The idea is to send minimum waste to landfills, Mamgain says, noting that if proper segregation happens at the collection level, construction and demolition debris can be used to make roads, wet waste can be turned into compost and other stuff can be sold with the help of waste-pickers.
“There are many alternatives. But if you mix them, everything ends up at the landfills,” Mamgain says.

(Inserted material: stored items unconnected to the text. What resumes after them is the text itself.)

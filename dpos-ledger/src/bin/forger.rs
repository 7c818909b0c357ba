//! Single-node forger binary
//!
//! Opens the chain, writes a genesis block if the store is empty, then forges
//! one block per slot until interrupted.

use anyhow::Context;
use dpos_ledger::{Chain, Config, KeyPair};
use tokio::time::{interval, Duration, MissedTickBehavior};

#[tokio::main]
async fn main() -> anyhow::Result<()> {
    // Initialize tracing
    tracing_subscriber::fmt()
        .with_env_filter(
            tracing_subscriber::EnvFilter::from_default_env()
                .add_directive(tracing::Level::INFO.into()),
        )
        .init();

    tracing::info!("Starting DPoS forger");

    // Load configuration
    let config = match std::env::args().nth(1) {
        Some(path) => Config::from_file(&path)
            .with_context(|| format!("failed to load config from {}", path))?,
        None => Config::from_env().context("failed to load config from environment")?,
    };

    let secret = std::env::var("DPOS_FORGER_SECRET")
        .context("DPOS_FORGER_SECRET must hold the forger passphrase")?;
    let keypair = KeyPair::from_passphrase(&secret);

    let chain = Chain::open(config).await?;
    tracing::info!(address = %keypair.address(), "Chain opened");

    if chain.last_block()?.is_none() {
        let genesis = chain.create_genesis(&keypair, Vec::new(), 0)?;
        chain.apply_genesis(genesis).await?;
        tracing::info!("Genesis block written");
    }

    let mut ticker = interval(Duration::from_secs(1));
    ticker.set_missed_tick_behavior(MissedTickBehavior::Skip);
    let mut last_slot = chain.clock().slot_number(None);

    loop {
        tokio::select! {
            _ = tokio::signal::ctrl_c() => break,
            _ = ticker.tick() => {
                let slot = chain.clock().slot_number(None);
                if slot == last_slot {
                    continue;
                }
                last_slot = slot;

                let timestamp = u32::try_from(chain.clock().slot_time(slot))
                    .context("slot time out of range")?;
                if let Err(e) = chain.forge(&keypair, Vec::new(), timestamp).await {
                    tracing::warn!(slot, error = %e, "Failed to forge block");
                }
            }
        }
    }

    tracing::info!(
        forged = chain.metrics().blocks_forged.get(),
        "Shutting down forger"
    );
    chain.shutdown().await?;
    Ok(())
}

RoyChowdhury says only a zero landfill policy based on 100 percent waste segregation, minimum dumping of fresh waste, and urgent remediation of legacy waste can address this problem.
Every municipality, she says, has to invest to create infrastructure and systems for this scale of action.
“I don’t know if I shall live long enough to see this gone, but our kids should breathe better air,” says Ahmed with a sigh.